We are constantly inspired by this amazing community of scientists who are changing the way we design, heal and build with life. And we're here to support them along the way! Read on to learn more about this incredible research.

Allevi Author: UPenn bioprints custom nasal defects

Allevi 2 bioprinter bioprints nasal bone nose cartilage

We're proud to bring you yet another #AlleviAuthor - this one from down the street at University of Pennsylvania.  Dr. Chamith Rajapakse's Lab at UPenn focuses on the development and application of image guided 3D bioprinting for personalized clinical applications.

In his most recent publication, Dr. Rajapakse bioprinted a scaffold that precisely matched a patient’s nasal septal defect, in both size and shape using the Allevi 2 bioprinter. This serves as the first step in a major goal to create patient-specific tissue engineered grafts for NSP repair and beyond.

Here at Allevi, we envision a future of truly personalized medicine. The research by Dr. Rajapakse and his lab brings this future that much closer within the bone, cartilage and muscle tissue types.  One can being to imagine the future of being able to reconstruct cleft palates, nasal septal perforations, broken bones, torn ligaments, vertebrae and so much more.

Read on for the abstract and check out the full publication here.

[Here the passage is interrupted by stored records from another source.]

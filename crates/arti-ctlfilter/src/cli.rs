//! Command-line arguments.

use std::path::PathBuf;

use clap::Parser;

/// A filtering proxy for the Tor control port.
#[derive(Clone, Debug, Parser)]
#[command(author = "The Tor Project Developers")]
#[command(version)]
pub(crate) struct Cli {
    /// Config file to read.
    #[arg(long, short)]
    #[arg(value_name = "FILE")]
    pub(crate) config: PathBuf,

    /// Override the console log filter from the configuration.
    ///
    /// (Usually one of 'trace', 'debug', 'info', 'warn', 'error'.)
    #[arg(long, short)]
    #[arg(value_name = "LEVEL")]
    pub(crate) log_level: Option<String>,

    /// Log what every listener would refuse, but refuse nothing.
    #[arg(long)]
    pub(crate) watch: bool,

    /// Don't check permissions on the files we use.
    #[arg(long)]
    pub(crate) disable_fs_permission_checks: bool,

    /// Check the configuration and policies, then exit.
    #[arg(long)]
    pub(crate) check: bool,
}

#[cfg(test)]
mod test {
    // @@ begin test lint list maintained by maint/add_warning @@
    #![allow(clippy::bool_assert_comparison)]
    #![allow(clippy::clone_on_copy)]
    #![allow(clippy::dbg_macro)]
    #![allow(clippy::mixed_attributes_style)]
    #![allow(clippy::print_stderr)]
    #![allow(clippy::print_stdout)]
    #![allow(clippy::single_char_pattern)]
    #![allow(clippy::unwrap_used)]
    #![allow(clippy::unchecked_duration_subtraction)]
    #![allow(clippy::useless_vec)]
    #![allow(clippy::needless_pass_by_value)]
    //! <!-- @@ end test lint list maintained by maint/add_warning @@ -->
    use super::*;
    use clap::CommandFactory as _;

    #[test]
    fn verify_cli() {
        Cli::command().debug_assert();
    }

    #[test]
    fn flags() {
        let cli = Cli::parse_from(["arti-ctlfilter", "-c", "/etc/ctlfilter.toml"]);
        assert_eq!(cli.config, PathBuf::from("/etc/ctlfilter.toml"));
        assert_eq!(cli.log_level, None);
        assert!(!cli.watch);
        assert!(!cli.check);
        assert!(!cli.disable_fs_permission_checks);

        let cli = Cli::parse_from([
            "arti-ctlfilter",
            "--config",
            "x.toml",
            "-l",
            "debug,tor_ctlfilter=trace",
            "--watch",
            "--check",
            "--disable-fs-permission-checks",
        ]);
        assert_eq!(cli.log_level.as_deref(), Some("debug,tor_ctlfilter=trace"));
        assert!(cli.watch);
        assert!(cli.check);
        assert!(cli.disable_fs_permission_checks);
    }

    #[test]
    fn config_required() {
        let e = Cli::try_parse_from(["arti-ctlfilter", "--watch"]).unwrap_err();
        assert_eq!(
            e.kind(),
            clap::error::ErrorKind::MissingRequiredArgument
        );
    }
}
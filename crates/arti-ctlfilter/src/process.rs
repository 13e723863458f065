//! Code to handle process-level signals.

/// Return an async stream that reports an event whenever we get a `SIGHUP`
/// signal.
///
/// Note that the signal-handling backend can coalesce signals; this is normal.
///
/// Must be called from within a tokio runtime.
pub(crate) fn sighup_stream() -> std::io::Result<impl futures::Stream<Item = ()>> {
    #[cfg(unix)]
    {
        use tokio::signal::unix as s;
        let mut signal = s::signal(s::SignalKind::hangup())?;
        Ok(futures::stream::poll_fn(move |ctx| signal.poll_recv(ctx)))
    }
    #[cfg(not(unix))]
    {
        // We won't ever get a SIGHUP.
        Ok(futures::stream::pending())
    }
}

/// Wait until the user asks us to exit with ctrl-c (or `SIGINT`).
pub(crate) async fn wait_for_ctrl_c() -> std::io::Result<()> {
    tokio::signal::ctrl_c().await
}
impl CtlFilterConfig {
    /// Return the configuration for the control port.
    pub(crate) fn upstream(&self) -> &UpstreamConfig {
        &self.upstream
    }

    /// Return the configured listeners.
    pub(crate) fn listeners(&self) -> &[ListenerConfig] {
        &self.listeners
    }

    /// Return the policy directory, if there is one.
    pub(crate) fn policy_dir(&self) -> Option<&Path> {
        self.policy_dir.as_deref()
    }

    /// Return the [`LoggingConfig`] for this configuration.
    pub(crate) fn logging(&self) -> &LoggingConfig {
        &self.logging
    }

    /// Return the [`ApplicationConfig`] for this configuration.
    pub(crate) fn application(&self) -> &ApplicationConfig {
        &self.application
    }
}

/// Check the permissions on `path`, then read it.
fn read_checked(path: &Path, mistrust: &Mistrust) -> anyhow::Result<String> {
    mistrust
        .verifier()
        .permit_readable()
        .require_file()
        .check(path)
        .with_context(|| format!("Permission problem on {}", path.display()))?;
    std::fs::read_to_string(path).with_context(|| format!("Unable to read {}", path.display()))
}

/// Parse a configuration from the text of a TOML file.
pub(crate) fn parse_config(text: &str) -> anyhow::Result<CtlFilterConfig> {
    let builder: CtlFilterConfigBuilder = toml::from_str(text).context("Malformed configuration")?;
    builder.build().context("Invalid configuration")
}

/// Read and parse the configuration file at `path`.
pub(crate) fn load_config(path: &Path, mistrust: &Mistrust) -> anyhow::Result<CtlFilterConfig> {
    let text = read_checked(path, mistrust)?;
    parse_config(&text).with_context(|| format!("In {}", path.display()))
}

/// Return the name that a file in the policy directory defines a policy
/// for, or None if we should ignore the file.
fn policy_file_name(path: &Path) -> Option<&str> {
    if path.extension()? != "toml" {
        return None;
    }
    let name = path.file_stem()?.to_str()?;
    if name.starts_with('.') {
        return None;
    }
    Some(name)
}

/// Collect every policy that `config` names or points to.
///
/// Fails if a policy is defined twice, if any policy is invalid, or if a
/// listener names a policy that doesn't exist.
pub(crate) fn load_policies(
    config: &CtlFilterConfig,
    mistrust: &Mistrust,
) -> anyhow::Result<PolicySet> {
    let mut set = PolicySet::new();
    for (name, policy) in &config.policies {
        set.insert(name.clone(), policy.clone());
    }

    if let Some(dir) = config.policy_dir() {
        mistrust
            .verifier()
            .permit_readable()
            .require_directory()
            .check(dir)
            .with_context(|| format!("Permission problem on {}", dir.display()))?;
        let mut files = Vec::new();
        for entry in std::fs::read_dir(dir)
            .with_context(|| format!("Unable to list policy directory {}", dir.display()))?
        {
            files.push(entry?.path());
        }
        files.sort();

        for path in &files {
            let Some(name) = policy_file_name(path) else {
                debug!("Ignoring {} in policy directory", path.display());
                continue;
            };
            if set.get(name).is_some() {
                bail!("Policy {:?} is defined twice", name);
            }
            let text = read_checked(path, mistrust)?;
            let builder: PolicyBuilder = toml::from_str(&text)
                .with_context(|| format!("Malformed policy in {}", path.display()))?;
            let policy = builder
                .build()
                .with_context(|| format!("Invalid policy in {}", path.display()))?;
            set.insert(name, policy);
        }
    }

    for listener in config.listeners() {
        if let Some(name) = listener.policy() {
            if set.get(name).is_none() {
                return Err(anyhow!(
                    "Listener {} uses policy {:?}, which does not exist",
                    listener.address(),
                    name
                ));
            }
        }
    }

    Ok(set)
}
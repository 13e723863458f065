#![cfg_attr(docsrs, feature(doc_auto_cfg, doc_cfg))]
#![doc = include_str!("../README.md")]
// @@ begin lint list maintained by maint/add_warning @@
#![allow(renamed_and_removed_lints)] // @@REMOVE_WHEN(ci_arti_stable)
#![allow(unknown_lints)] // @@REMOVE_WHEN(ci_arti_nightly)
#![warn(missing_docs)]
#![warn(noop_method_call)]
#![warn(unreachable_pub)]
#![warn(clippy::all)]
#![deny(clippy::await_holding_lock)]
#![deny(clippy::cargo_common_metadata)]
#![deny(clippy::cast_lossless)]
#![deny(clippy::checked_conversions)]
#![warn(clippy::cognitive_complexity)]
#![deny(clippy::debug_assert_with_mut_call)]
#![deny(clippy::exhaustive_enums)]
#![deny(clippy::exhaustive_structs)]
#![deny(clippy::expl_impl_clone_on_copy)]
#![deny(clippy::fallible_impl_from)]
#![deny(clippy::implicit_clone)]
#![deny(clippy::large_stack_arrays)]
#![warn(clippy::manual_ok_or)]
#![deny(clippy::missing_docs_in_private_items)]
#![warn(clippy::needless_borrow)]
#![warn(clippy::needless_pass_by_value)]
#![warn(clippy::option_option)]
#![deny(clippy::print_stderr)]
#![deny(clippy::print_stdout)]
#![warn(clippy::rc_buffer)]
#![deny(clippy::ref_option_ref)]
#![warn(clippy::semicolon_if_nothing_returned)]
#![warn(clippy::trait_duplication_in_bounds)]
#![deny(clippy::unchecked_duration_subtraction)]
#![deny(clippy::unnecessary_wraps)]
#![warn(clippy::unseparated_literal_suffix)]
#![deny(clippy::unwrap_used)]
#![allow(clippy::let_unit_value)] // This can reasonably be done for explicitness
#![allow(clippy::uninlined_format_args)]
#![allow(clippy::significant_drop_in_scrutinee)] // arti/-/merge_requests/588/#note_2812945
#![allow(clippy::result_large_err)] // temporary workaround for arti#587
#![allow(clippy::needless_raw_string_hashes)] // complained-about code is fine, often best
#![allow(clippy::needless_lifetimes)] // See arti#1765
//! <!-- @@ end lint list maintained by maint/add_warning @@ -->
// Overrides specific to this crate:
#![allow(clippy::print_stderr)]
#![allow(clippy::print_stdout)]

mod cfg;
mod cli;
mod logging;
mod process;
mod reload;

pub use cfg::CTLFILTER_EXAMPLE_CONFIG;

use std::sync::Arc;

use anyhow::{Context as _, Result};
use clap::Parser as _;
use fs_mistrust::Mistrust;
use safelog::with_safe_logging_suppressed;
use tor_ctlfilter::{FilterListener, ListenerHandle, PolicySet, PolicyStore};
use tor_error::warn_report;
use tracing::info;

use crate::cfg::CtlFilterConfig;
use crate::cli::Cli;

/// Environment variable that turns off file permission checks, like
/// `--disable-fs-permission-checks`.
const FS_PERMISSIONS_CHECKS_DISABLE_VAR: &str = "ARTI_FS_DISABLE_PERMISSION_CHECKS";

/// Start every configured listener, then run until we're told to stop.
async fn run(
    cli: Cli,
    mistrust: Mistrust,
    config: CtlFilterConfig,
    policies: PolicySet,
) -> Result<()> {
    let store = Arc::new(PolicyStore::new(policies));
    let upstream = Arc::new(config.upstream().clone());

    let mut handles = Vec::new();
    for (idx, listener) in config.listeners().iter().enumerate() {
        // Clients on one listener must not publish another listener as an
        // onion service.
        let others = config
            .listeners()
            .iter()
            .enumerate()
            .filter(|(other, _)| *other != idx)
            .map(|(_, l)| l.address().clone());
        let filter = FilterListener::new(
            listener.address().clone(),
            listener.selector(),
            upstream.clone(),
            store.clone(),
        )
        .mode(listener.mode(cli.watch))
        .with_denied_targets(others);

        match filter.start().await {
            Ok(handle) => {
                info!(
                    "Filtering {} on {} ({:?} mode)",
                    upstream.address(),
                    handle.local_endpoint(),
                    listener.mode(cli.watch),
                );
                handles.push(handle);
            }
            Err(e) => {
                stop_all(handles).await;
                return Err(e)
                    .with_context(|| format!("Unable to listen on {}", listener.address()));
            }
        }
    }

    if let Err(e) = reload::watch_for_config_changes(cli.config, mistrust, config, store) {
        stop_all(handles).await;
        return Err(e);
    }

    let waited = process::wait_for_ctrl_c().await;
    info!("Shutting down.");
    stop_all(handles).await;
    waited.context("Unable to wait for ctrl-c")
}

/// Stop every listener in `handles`, logging any failures.
async fn stop_all(handles: Vec<ListenerHandle>) {
    for handle in handles {
        let endpoint = handle.local_endpoint().clone();
        if let Err(e) = handle.stop().await {
            warn_report!(e, "Problem stopping listener on {}", endpoint);
        }
    }
}

/// Inner function, to handle a set of CLI arguments and return a single
/// `Result<()>` for convenient handling.
///
/// # ⚠️ Warning! ⚠️
///
/// If your program needs to call this function, you are setting yourself up for
/// some serious maintenance headaches.  See discussion on [`main`] and please
/// reach out to help us build you a better API.
fn main_main<I, T>(cli_args: I) -> Result<()>
where
    I: IntoIterator<Item = T>,
    T: Into<std::ffi::OsString> + Clone,
{
    // We don't know how to log until we've read our configuration, so we
    // log to stderr until then.
    //
    // This closure is called to "make" a "Writer" for each message, so it
    // runs at the right time: before each message.
    let pre_config_logging_writer = || {
        // Weirdly, with .without_time(), tracing produces messages with a leading space.
        eprint!("arti-ctlfilter:");
        std::io::stderr()
    };
    let pre_config_logging = tracing_subscriber::fmt()
        .without_time()
        .with_writer(pre_config_logging_writer)
        .finish();
    let pre_config_logging = tracing::Dispatch::new(pre_config_logging);
    let pre_config_logging_ret = tracing::dispatcher::with_default(&pre_config_logging, || {
        let cli = Cli::try_parse_from(cli_args)?;

        let mistrust = if cli.disable_fs_permission_checks {
            Mistrust::new_dangerously_trust_everyone()
        } else {
            fs_mistrust::MistrustBuilder::default()
                .controlled_by_env_var(FS_PERMISSIONS_CHECKS_DISABLE_VAR)
                .build()
                .context("Could not construct default fs-mistrust")?
        };

        let config = cfg::load_config(&cli.config, &mistrust)?;
        let policies = cfg::load_policies(&config, &mistrust)?;

        Ok::<_, anyhow::Error>((cli, mistrust, config, policies))
    })?;
    let (cli, mistrust, config, policies) = pre_config_logging_ret;

    if cli.check {
        logging::check_filters(config.logging(), cli.log_level.as_deref())?;
        println!(
            "{}: configuration OK ({} listeners, {} policies)",
            cli.config.display(),
            config.listeners().len(),
            policies.len()
        );
        return Ok(());
    }

    let _log_guards =
        logging::setup_logging(config.logging(), &mistrust, cli.log_level.as_deref())?;

    info!(
        "Starting arti-ctlfilter {} with {} policies: {}",
        env!("CARGO_PKG_VERSION"),
        policies.len(),
        policies.names().collect::<Vec<_>>().join(", ")
    );

    let runtime = tokio::runtime::Builder::new_multi_thread()
        .enable_all()
        .build()
        .context("Unable to create tokio runtime")?;
    runtime.block_on(run(cli, mistrust, config, policies))
}

/// Main program, callable directly from a binary crate's `main`
///
/// This function behaves the same as `main_main()`, except:
///   * It takes command-line arguments from `std::env::args_os` rather than
///     from an argument.
///   * It exits the process with an appropriate error code on error.
///
/// Calling this from inside another program is probably a bad idea: it takes
/// over signal handling and global logging, and it blocks until ctrl-c.
pub fn main() {
    match main_main(std::env::args_os()) {
        Ok(()) => {}
        Err(e) => match e.downcast_ref::<clap::Error>() {
            Some(clap_err) => clap_err.exit(),
            None => with_safe_logging_suppressed(|| tor_error::report_and_exit(e)),
        },
    }
}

Abstract: Nasal septal perforations (NSPs) are relatively common. They can be problematic for both patients and head and neck reconstructive surgeons who attempt to repair them. Often, this repair is made using an interpositional graft sandwiched between bilateral mucoperichondrial advancement flaps. The ideal graft is nasal septal cartilage. However, many patients with NSP lack sufficient septal cartilage to harvest. Harvesting other sources of autologous cartilage grafts, such as auricular cartilage, adds morbidity to the surgical case and results in a graft that lacks the ideal qualities required to repair the nasal septum. Tissue engineering has allowed for new reconstructive protocols to be developed. Currently, the authors are unaware of any new literature that looks to improve repair of NSP using custom tissue-engineered cartilage grafts. The first step of this process involves developing a protocol to print the graft from a patient's pre-operative CT.

In this study, CT scans were converted into STereoLithography (STL) file format. The subsequent STL files were transformed into 3D printable G-Code using the Slic3r software. This allowed us to customize the parameters of our print and we were able to choose a layer thickness of 0.1mm.  A desktop 3D bioprinter (Allevi 2) was then used to construct the scaffold.

This method resulted in the production of a PCL scaffold that precisely matched the patient’s nasal septal defect, in both size and shape. This serves as the first step in our goal to create patient-specific tissue engineered nasal septal cartilage grafts for NSP repair.